Dabei kommen viele Kerle (nicht alle) einfach nocht mit der Vielzahl an Emotionen klar, die in Ihnen selber wüten (unsere tolle Gesellschaft suggeriert einem ja auch als Mann immer noch man dürfe nicht weinen) und ja, da kommen dann einfach gewisse Erwartungshaltungen zusammen...Insbesondere bei Italienern, (sorry, aber habe viele im Umkreis und kenne das aus Erfahrung) ist es dann so, dass es einfach auf der einen Seite kleine Machos werden, aber auf der anderen Seite immer zu la Mamma rennen, weil sie bei allen anderen Sachen sofort überfordert sind.
Ich finde da deine Einstellung sehr sehr gut, dass du sagst: " Ich will von niemanden abhängig sein und kann mich selbst versorgen!" So sehe ich das auch (bin 25) und einfach realistisch (auch wenn es mir oft als Pessimismus ausgelegt wird).

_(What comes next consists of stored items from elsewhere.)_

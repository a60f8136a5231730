//! Scaffolding templates shipped with the built-in plugins.
//!
//! Each function renders a small file set with `{{VARIABLE}}` substitution
//! into a [`ProjectStructure`] rooted where it should be written.

use std::path::Path;

use ferrule_core::domain::{ProjectStructure, RenderContext};

/// Minimal React application.
///
/// Variables: `PROJECT_NAME` (and its derived spellings).
pub fn react_app(dir: &Path, cx: &RenderContext) -> ProjectStructure {
    let files: [(&str, &str); 7] = [
        (
            "package.json",
            r#"{
  "name": "{{PROJECT_NAME}}",
  "version": "0.1.0",
  "private": true,
  "scripts": {
    "dev": "ferrule dev",
    "build": "ferrule build"
  },
  "dependencies": {
    "react": "^16.12.0",
    "react-dom": "^16.12.0"
  },
  "devDependencies": {
    "eslint": "^6.8.0"
  }
}
"#,
        ),
        (
            "ferrule.config.json",
            r#"{
  "type": "react",
  "publicPath": "/"
}
"#,
        ),
        (
            "src/common/template.html",
            r#"<!DOCTYPE html>
<html>
  <head>
    <meta charset="utf-8" />
    <title>{{PROJECT_NAME_PASCAL}}</title>
  </head>
  <body>
    <div id="root"></div>
  </body>
</html>
"#,
        ),
        (
            "src/pages/index/index.jsx",
            r#"import React from 'react';
import ReactDOM from 'react-dom';
import './index.css';

const App = () => <h1>{{PROJECT_NAME_PASCAL}}</h1>;

ReactDOM.render(<App />, document.getElementById('root'));
"#,
        ),
        ("src/pages/index/index.css", "h1 {\n  font-family: sans-serif;\n}\n"),
        (".gitignore", "node_modules\ndist\n.env.local\n"),
        (".env", "FERRULE_APP_NAME={{PROJECT_NAME_KEBAB}}\n"),
    ];

    let mut structure = ProjectStructure::new(dir).with_directory("src/components");
    for (path, content) in files {
        structure.add_file(path, cx.render(content));
    }
    structure
}

/// TypeScript sample project.
pub fn typescript_sample(dir: &Path, cx: &RenderContext) -> ProjectStructure {
    ProjectStructure::new(dir)
        .with_file(
            "package.json",
            cx.render(
                r#"{
  "name": "{{PROJECT_NAME}}",
  "version": "0.1.0",
  "private": true,
  "scripts": {
    "build": "ferrule build"
  },
  "devDependencies": {
    "typescript": "^3.7.0"
  }
}
"#,
            ),
        )
        .with_file(
            "tsconfig.json",
            r#"{
  "compilerOptions": {
    "target": "es5",
    "module": "esnext",
    "strict": true,
    "jsx": "react"
  },
  "include": ["src"]
}
"#,
        )
        .with_file(
            "ferrule.config.json",
            "{\n  \"type\": \"typescript-sample\"\n}\n",
        )
        .with_file(
            "src/pages/index/index.ts",
            cx.render("document.title = '{{PROJECT_NAME_PASCAL}}';\n"),
        )
}

/// A page directory: `<pages>/<name>/index.jsx` and its stylesheet.
///
/// Variables: `PAGE_NAME`.
pub fn react_page(pages_dir: &Path, cx: &RenderContext) -> ProjectStructure {
    let name = cx.get("PAGE_NAME_KEBAB").unwrap_or("page");
    ProjectStructure::new(pages_dir.join(name))
        .with_file(
            "index.jsx",
            cx.render(
                r#"import React from 'react';
import ReactDOM from 'react-dom';
import './index.css';

const {{PAGE_NAME_PASCAL}} = () => <div className="{{PAGE_NAME_KEBAB}}">{{PAGE_NAME}}</div>;

ReactDOM.render(<{{PAGE_NAME_PASCAL}} />, document.getElementById('root'));
"#,
            ),
        )
        .with_file("index.css", cx.render(".{{PAGE_NAME_KEBAB}} {\n}\n"))
}

/// A component directory: `<components>/<Name>/index.jsx` and its stylesheet.
///
/// Variables: `COMPONENT_NAME`.
pub fn react_component(components_dir: &Path, cx: &RenderContext) -> ProjectStructure {
    let name = cx.get("COMPONENT_NAME_PASCAL").unwrap_or("Component");
    ProjectStructure::new(components_dir.join(name))
        .with_file(
            "index.jsx",
            cx.render(
                r#"import React from 'react';
import './index.css';

export default function {{COMPONENT_NAME_PASCAL}}(props) {
  return <div className="{{COMPONENT_NAME_KEBAB}}">{props.children}</div>;
}
"#,
            ),
        )
        .with_file("index.css", cx.render(".{{COMPONENT_NAME_KEBAB}} {\n}\n"))
}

Eure beiden Lebenskonzepte passen einfach nicht, über kurz oder lang hätte es eh geknallt, da die Chance, dass er sich aus seinen engen Familien-Dynamiken raus gräbt, eher sehr gering sind.
Allerdings wundert es mich, dass er die Nähe zu deinen Eltern nicht zu lassen konnte/wollte, wenn er doch einen relativ engen Familienverband hat?!
Ich denke mal, die Selbstständigkeit die du ausstrahlst hat ihn auch eingeschüchtert und die Denkweise deiner Familie im Bezug darauf entspricht nicht dem, was er kennengelernt hat und er ist damit überfordert?!
Du meintest er fühle sich auch in Deutschland nicht wohl/akzeptiert? Wie lange wohnt er denn hier ?!